Olivia Manning (1908-1980) had a reputation as a difficult personality and this has threatened to obscure her reputation as a writer. The book aims to recover Manning’s place as a pre-eminent novelist of British wartime experience. Manning belonged to a British literary generation which held tenaciously to its diverse Irish connections in the wartime years, but, as with Cyril Connolly or Lawrence Durrell, her claims on Irishness were intermittent and often distinctly pragmatic.
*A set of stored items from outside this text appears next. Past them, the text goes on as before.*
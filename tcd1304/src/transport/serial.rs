use super::Transport;
use crate::error::{Result, TransportError};
use core::fmt;
use log::{debug, info, trace};
use num_derive::{FromPrimitive, ToPrimitive};
use serde::{Deserialize, Serialize};
use serialport::{ClearBuffer, DataBits, Parity, SerialPort, StopBits};
use std::{
    io::{ErrorKind, Read, Write},
    time::Duration,
};

#[derive(
    ToPrimitive, FromPrimitive, Debug, PartialEq, Eq, Clone, Copy, Default, Serialize, Deserialize,
)]
#[serde(try_from = "u32", into = "u32")]
pub enum BaudRate {
    Baud9600 = 9600,
    #[default]
    Baud115200 = 115200,
    Baud230400 = 230400,
    Baud460800 = 460800,
    Baud921600 = 921600,
}

impl TryFrom<u32> for BaudRate {
    type Error = String;

    fn try_from(value: u32) -> core::result::Result<Self, Self::Error> {
        num_traits::FromPrimitive::from_u32(value)
            .ok_or_else(|| format!("Unsupported baud rate {}", value))
    }
}

impl From<BaudRate> for u32 {
    fn from(baud: BaudRate) -> u32 {
        baud as u32
    }
}

impl fmt::Display for BaudRate {
    fn fmt(&self, f: &mut fmt::Formatter<'_>) -> fmt::Result {
        f.write_fmt(format_args!("{}", *self as u32))
    }
}

/// USB CDC or Bluetooth SPP (rfcomm) device, 8N1
pub struct SerialTransport {
    path: String,
    baud_rate: BaudRate,
    port: Option<Box<dyn SerialPort>>,
}

impl SerialTransport {
    pub fn new(path: impl Into<String>, baud_rate: BaudRate) -> Self {
        SerialTransport {
            path: path.into(),
            baud_rate,
            port: None,
        }
    }

    pub fn path(&self) -> &str {
        &self.path
    }

    fn port(&mut self) -> Result<&mut Box<dyn SerialPort>> {
        self.port
            .as_mut()
            .ok_or_else(|| TransportError::NotConnected.into())
    }
}

impl Transport for SerialTransport {
    fn connect(&mut self) -> Result<()> {
        if self.port.is_some() {
            return Ok(());
        }
        let port = serialport::new(&self.path, self.baud_rate.into())
            .data_bits(DataBits::Eight)
            .parity(Parity::None)
            .stop_bits(StopBits::One)
            .timeout(Duration::from_millis(100))
            .open()
            .map_err(|e| TransportError::Open {
                path: self.path.clone(),
                reason: e.to_string(),
            })?;
        info!("Connected to {} at {} baud", self.path, self.baud_rate);
        self.port = Some(port);
        Ok(())
    }

    fn disconnect(&mut self) -> Result<()> {
        if self.port.take().is_some() {
            info!("Disconnected from {}", self.path);
        }
        Ok(())
    }

    fn is_connected(&self) -> bool {
        self.port.is_some()
    }

    fn send(&mut self, bytes: &[u8]) -> Result<()> {
        let port = self.port()?;
        trace!("Writing {:02X?}", bytes);
        let written = port.write(bytes).map_err(TransportError::Write)?;
        if written != bytes.len() {
            return Err(TransportError::PartialWrite {
                written,
                expected: bytes.len(),
            }
            .into());
        }
        port.flush().map_err(TransportError::Write)?;
        Ok(())
    }

    fn discard_input(&mut self) -> Result<()> {
        let port = self.port()?;
        let pending = port.bytes_to_read().unwrap_or(0);
        port.clear(ClearBuffer::Input)
            .map_err(|e| TransportError::Read(e.into()))?;
        debug!("Discarded {} pending bytes", pending);
        Ok(())
    }

    fn receive(&mut self, buf: &mut [u8], timeout: Duration) -> Result<usize> {
        let port = self.port()?;
        port.set_timeout(timeout)
            .map_err(|e| TransportError::Read(e.into()))?;
        match port.read(buf) {
            Ok(0) => {
                debug!("Serial port returned EOF");
                self.port = None;
                Err(TransportError::Disconnected.into())
            }
            Ok(count) => Ok(count),
            Err(e) if e.kind() == ErrorKind::TimedOut => Ok(0),
            Err(e) if e.kind() == ErrorKind::BrokenPipe => {
                self.port = None;
                Err(TransportError::Disconnected.into())
            }
            Err(e) => Err(TransportError::Read(e).into()),
        }
    }
}

#[cfg(test)]
mod tests {
    use super::*;
    use claims::*;

    #[test]
    fn baud_rate_from_number() {
        assert_ok_eq!(BaudRate::try_from(115200), BaudRate::Baud115200);
        assert_err!(BaudRate::try_from(115201));
        assert_eq!(BaudRate::default().to_string(), "115200");
    }

    #[test]
    fn not_connected_until_opened() {
        let mut transport = SerialTransport::new("/dev/does-not-exist", BaudRate::default());
        assert!(!transport.is_connected());
        assert_err!(transport.send(&[0u8; 12]));
        assert_err!(transport.connect());
    }
}
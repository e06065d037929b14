use super::Transport;
use crate::error::{Result, TransportError};
use std::{
    io::{ErrorKind, Read, Write},
    time::Duration,
};

/// Adapts any blocking `Read + Write` stream. Read timeouts are whatever the stream itself
/// is configured with.
pub struct StdIoTransport<IO: Read + Write> {
    io: IO,
    connected: bool,
}

impl<IO: Read + Write> StdIoTransport<IO> {
    pub fn new(io: IO) -> Self {
        StdIoTransport {
            io,
            connected: false,
        }
    }

    pub fn get_mut(&mut self) -> &mut IO {
        &mut self.io
    }

    pub fn into_inner(self) -> IO {
        self.io
    }
}

impl<IO: Read + Write> Transport for StdIoTransport<IO> {
    fn connect(&mut self) -> Result<()> {
        self.connected = true;
        Ok(())
    }

    fn disconnect(&mut self) -> Result<()> {
        self.connected = false;
        Ok(())
    }

    fn is_connected(&self) -> bool {
        self.connected
    }

    fn send(&mut self, bytes: &[u8]) -> Result<()> {
        if !self.connected {
            return Err(TransportError::NotConnected.into());
        }
        let written = self.io.write(bytes).map_err(TransportError::Write)?;
        if written != bytes.len() {
            return Err(TransportError::PartialWrite {
                written,
                expected: bytes.len(),
            }
            .into());
        }
        self.io.flush().map_err(TransportError::Write)?;
        Ok(())
    }

    fn receive(&mut self, buf: &mut [u8], _timeout: Duration) -> Result<usize> {
        if !self.connected {
            return Err(TransportError::NotConnected.into());
        }
        match self.io.read(buf) {
            Ok(count) => Ok(count),
            Err(e) if matches!(e.kind(), ErrorKind::TimedOut | ErrorKind::WouldBlock) => Ok(0),
            Err(e) if e.kind() == ErrorKind::Interrupted => Ok(0),
            Err(e) if matches!(e.kind(), ErrorKind::BrokenPipe | ErrorKind::UnexpectedEof) => {
                self.connected = false;
                Err(TransportError::Disconnected.into())
            }
            Err(e) => Err(TransportError::Read(e).into()),
        }
    }
}
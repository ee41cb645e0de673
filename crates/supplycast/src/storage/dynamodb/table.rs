//! Table provisioning.
//!
//! Creates the projections table and its indexes when missing and waits for
//! them to become active. Table and index names match what the store queries.

use std::time::Duration;

use aws_sdk_dynamodb::operation::create_table::CreateTableError;
use aws_sdk_dynamodb::operation::describe_table::DescribeTableError;
use aws_sdk_dynamodb::types::{
    AttributeDefinition, BillingMode, GlobalSecondaryIndex, IndexStatus, KeySchemaElement,
    KeyType, Projection, ProjectionType, ScalarAttributeType, TableStatus,
};
use aws_sdk_dynamodb::Client;

use supplycast_core::storage::{IndexName, StoreError, StoreResult, ATTR_SORT_KEY, ATTR_STORE_ID};

use super::error::map_table_error;

const MAX_WAIT_ATTEMPTS: usize = 60;
const WAIT_DELAY: Duration = Duration::from_secs(2);

/// Table schema configuration.
#[derive(Debug, Clone, PartialEq, Eq)]
pub struct TableConfig {
    pub table_name: String,
    pub partition_key: String,
    pub sort_key: String,
    pub gsis: Vec<GsiConfig>,
}

/// Global secondary index with an `ALL` projection and no sort key.
#[derive(Debug, Clone, PartialEq, Eq)]
pub struct GsiConfig {
    pub name: String,
    pub partition_key: String,
}

impl TableConfig {
    /// Names of every key attribute, without duplicates, in declaration order.
    pub fn key_attributes(&self) -> Vec<&str> {
        let mut names = vec![self.partition_key.as_str(), self.sort_key.as_str()];
        for gsi in &self.gsis {
            if !names.contains(&gsi.partition_key.as_str()) {
                names.push(gsi.partition_key.as_str());
            }
        }
        names
    }
}

/// Returns the table configuration the projection store expects.
/// This is a pure function - no I/O.
pub fn projection_table_config(table_name: &str) -> TableConfig {
    let gsis = [IndexName::ByWeek, IndexName::ByCategory]
        .into_iter()
        .filter_map(|index| {
            index.index_name().map(|name| GsiConfig {
                name: name.to_string(),
                partition_key: index.partition_attribute().to_string(),
            })
        })
        .collect();

    TableConfig {
        table_name: table_name.to_string(),
        partition_key: ATTR_STORE_ID.to_string(),
        sort_key: ATTR_SORT_KEY.to_string(),
        gsis,
    }
}

/// Creates the table when it does not exist, then waits until it and its
/// indexes are active. Returns whether the table was created.
pub async fn ensure_table(client: &Client, config: &TableConfig) -> StoreResult<bool> {
    if is_active(client, &config.table_name).await?.is_some() {
        tracing::debug!(table = %config.table_name, "Table already exists");
        wait_for_table_active(client, &config.table_name).await?;
        return Ok(false);
    }

    tracing::info!(table = %config.table_name, "Creating table");
    let created = create_table(client, config).await?;
    wait_for_table_active(client, &config.table_name).await?;
    tracing::info!(table = %config.table_name, "Table is active");

    Ok(created)
}

async fn create_table(client: &Client, config: &TableConfig) -> StoreResult<bool> {
    let key_schema = vec![
        key_element(&config.partition_key, KeyType::Hash)?,
        key_element(&config.sort_key, KeyType::Range)?,
    ];

    let attribute_definitions = config
        .key_attributes()
        .into_iter()
        .map(|name| {
            AttributeDefinition::builder()
                .attribute_name(name)
                .attribute_type(ScalarAttributeType::S)
                .build()
                .map_err(|e| StoreError::Rejected(e.to_string()))
        })
        .collect::<StoreResult<Vec<_>>>()?;

    let mut request = client
        .create_table()
        .table_name(&config.table_name)
        .set_key_schema(Some(key_schema))
        .set_attribute_definitions(Some(attribute_definitions))
        .billing_mode(BillingMode::PayPerRequest);

    for gsi in &config.gsis {
        request = request.global_secondary_indexes(
            GlobalSecondaryIndex::builder()
                .index_name(&gsi.name)
                .key_schema(key_element(&gsi.partition_key, KeyType::Hash)?)
                .projection(
                    Projection::builder()
                        .projection_type(ProjectionType::All)
                        .build(),
                )
                .build()
                .map_err(|e| StoreError::Rejected(e.to_string()))?,
        );
    }

    match request.send().await {
        Ok(_) => Ok(true),
        // Created concurrently by another instance.
        Err(err)
            if matches!(
                err.as_service_error(),
                Some(CreateTableError::ResourceInUseException(_))
            ) =>
        {
            Ok(false)
        }
        Err(err) => Err(map_table_error(err)),
    }
}

fn key_element(name: &str, key_type: KeyType) -> StoreResult<KeySchemaElement> {
    KeySchemaElement::builder()
        .attribute_name(name)
        .key_type(key_type)
        .build()
        .map_err(|e| StoreError::Rejected(e.to_string()))
}

/// Whether the table and all of its indexes are active; `None` when the table
/// does not exist.
async fn is_active(client: &Client, table_name: &str) -> StoreResult<Option<bool>> {
    let response = match client.describe_table().table_name(table_name).send().await {
        Ok(response) => response,
        Err(err)
            if matches!(
                err.as_service_error(),
                Some(DescribeTableError::ResourceNotFoundException(_))
            ) =>
        {
            return Ok(None)
        }
        Err(err) => return Err(map_table_error(err)),
    };

    let Some(table) = response.table() else {
        return Ok(None);
    };

    let table_active = table.table_status() == Some(&TableStatus::Active);
    let gsis_active = table
        .global_secondary_indexes()
        .iter()
        .all(|gsi| gsi.index_status() == Some(&IndexStatus::Active));

    Ok(Some(table_active && gsis_active))
}

async fn wait_for_table_active(client: &Client, table_name: &str) -> StoreResult<()> {
    for _ in 0..MAX_WAIT_ATTEMPTS {
        if is_active(client, table_name).await? == Some(true) {
            return Ok(());
        }
        tokio::time::sleep(WAIT_DELAY).await;
    }

    Err(StoreError::Unavailable(format!(
        "Table {table_name} did not become active after {} seconds",
        MAX_WAIT_ATTEMPTS as u64 * WAIT_DELAY.as_secs()
    )))
}
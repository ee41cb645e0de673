//! DynamoDB attribute conversion functions.
//!
//! Pure functions for moving between DynamoDB `AttributeValue` maps and flat
//! storage items. Testable without DynamoDB access.

use std::collections::HashMap;

use aws_sdk_dynamodb::types::AttributeValue;
use supplycast_core::storage::{Page, PageCursor, StorageItem};

/// A DynamoDB item as returned and accepted by the SDK.
pub type AttributeMap = HashMap<String, AttributeValue>;

/// Convert a storage item to a DynamoDB item. Every attribute is written as `S`.
pub fn to_attribute_map(item: StorageItem) -> AttributeMap {
    item.into_iter()
        .map(|(name, value)| (name, AttributeValue::S(value)))
        .collect()
}

/// Convert a DynamoDB item to a storage item.
///
/// `S` values are kept as-is and `N` values keep their exact text. `NULL`
/// attributes are treated as absent, as are attribute types the projection
/// schema never writes.
pub fn from_attribute_map(map: &AttributeMap) -> StorageItem {
    map.iter()
        .filter_map(|(name, value)| match value {
            AttributeValue::S(s) | AttributeValue::N(s) => Some((name.clone(), s.clone())),
            AttributeValue::Null(_) => None,
            other => {
                tracing::trace!(attribute = %name, value = ?other, "Skipping non-scalar attribute");
                None
            }
        })
        .collect()
}

/// Build the `ExclusiveStartKey` for a request from an optional cursor.
pub fn exclusive_start_key(cursor: Option<&PageCursor>) -> Option<AttributeMap> {
    cursor.map(|cursor| to_attribute_map(cursor.0.clone()))
}

/// Assemble a page from the `Items` and `LastEvaluatedKey` of a Scan or Query output.
///
/// An absent or empty `LastEvaluatedKey` ends the pagination.
pub fn page_from_output(
    items: Option<Vec<AttributeMap>>,
    last_evaluated_key: Option<AttributeMap>,
) -> Page {
    let items = items
        .unwrap_or_default()
        .iter()
        .map(from_attribute_map)
        .collect();

    let next = last_evaluated_key
        .filter(|key| !key.is_empty())
        .map(|key| PageCursor(from_attribute_map(&key)));

    Page { items, next }
}
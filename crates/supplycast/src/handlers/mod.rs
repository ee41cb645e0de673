pub mod error;
pub mod health;
pub mod projections;

pub use error::{AppError, NotFound};
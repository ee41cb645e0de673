//! DynamoDB storage backend.
//!
//! Single table keyed by `tienda_id` + `fecha_proyeccion_semana` with the
//! `semana-index` and `categoria-index` GSIs, using `aws-sdk-dynamodb`.

mod conversions;
mod error;
mod store;
mod table;

pub use store::{create_client, DynamoDbStore};
pub use table::{ensure_table, projection_table_config};
//! In-memory item store implementation.

use std::collections::BTreeMap;
use std::ops::Bound;
use std::sync::Arc;

use async_trait::async_trait;
use tokio::sync::RwLock;

use supplycast_core::storage::{
    ItemKey, ItemStore, Page, PageCursor, PageRequest, StorageItem, StoreError, StoreResult,
};

/// Items returned per page unless configured otherwise.
pub const DEFAULT_PAGE_SIZE: usize = 100;

/// In-memory item store.
///
/// Items are ordered by primary key. Every read returns at most `page_size`
/// matching items plus a cursor when more remain. Data is lost when the last
/// clone is dropped.
#[derive(Debug, Clone)]
pub struct InMemoryStore {
    items: Arc<RwLock<BTreeMap<ItemKey, StorageItem>>>,
    page_size: usize,
}

impl Default for InMemoryStore {
    fn default() -> Self {
        Self::new()
    }
}

impl InMemoryStore {
    /// Creates an empty store with [`DEFAULT_PAGE_SIZE`].
    pub fn new() -> Self {
        Self::with_page_size(DEFAULT_PAGE_SIZE)
    }

    /// Creates an empty store serving pages of `page_size` items (at least one).
    pub fn with_page_size(page_size: usize) -> Self {
        Self {
            items: Arc::new(RwLock::new(BTreeMap::new())),
            page_size: page_size.max(1),
        }
    }

    pub fn page_size(&self) -> usize {
        self.page_size
    }
}

#[async_trait]
impl ItemStore for InMemoryStore {
    async fn put_item(&self, item: StorageItem) -> StoreResult<()> {
        let key = ItemKey::from_item(&item)
            .ok_or_else(|| StoreError::Rejected("item is missing its primary key".to_string()))?;

        let mut items = self.items.write().await;
        items.insert(key, item);
        Ok(())
    }

    async fn delete_item(&self, key: &ItemKey) -> StoreResult<bool> {
        let mut items = self.items.write().await;
        Ok(items.remove(key).is_some())
    }

    async fn fetch_page(&self, request: &PageRequest) -> StoreResult<Page> {
        let start = match &request.cursor {
            Some(cursor) => {
                let key = cursor.item_key().ok_or_else(|| {
                    StoreError::Rejected("page cursor is missing its primary key".to_string())
                })?;
                Bound::Excluded(key)
            }
            None => Bound::Unbounded,
        };

        let items = self.items.read().await;
        let mut matching = items
            .range((start, Bound::Unbounded))
            .filter(|(_, item)| request.target.matches(item));

        let mut page = Page::default();
        let mut last_key = None;
        for (key, item) in matching.by_ref().take(self.page_size) {
            page.items.push(item.clone());
            last_key = Some(key);
        }

        if matching.next().is_some() {
            page.next = last_key.map(PageCursor::from_key);
        }

        Ok(page)
    }
}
The book deals in depth with a diverse range of biographical, historical and literary detail. It examines the troubled interface between public and domestic narratives” and the ways in which Manning developed, through her experiences of living in Romania, Athens, Egypt and Jerusalem, her creative methods of politicising the refugee experience. As well as looking at Manning’s novels within their diverse settings the book also examines the varied literary modes Manning deploys and adapts – the gothic, autobiography and writing the self, the serial novel, the wartime and epic and more.
This full-length study will be of great interest to scholars of modern British literary and cultural history’, with relevance for students of postcolonial and transnational studies, the ‘Middlebrow’ and the Second World War period.
The author is Eve Patten who is Associate Professor in the School of English, Trinity College Dublin.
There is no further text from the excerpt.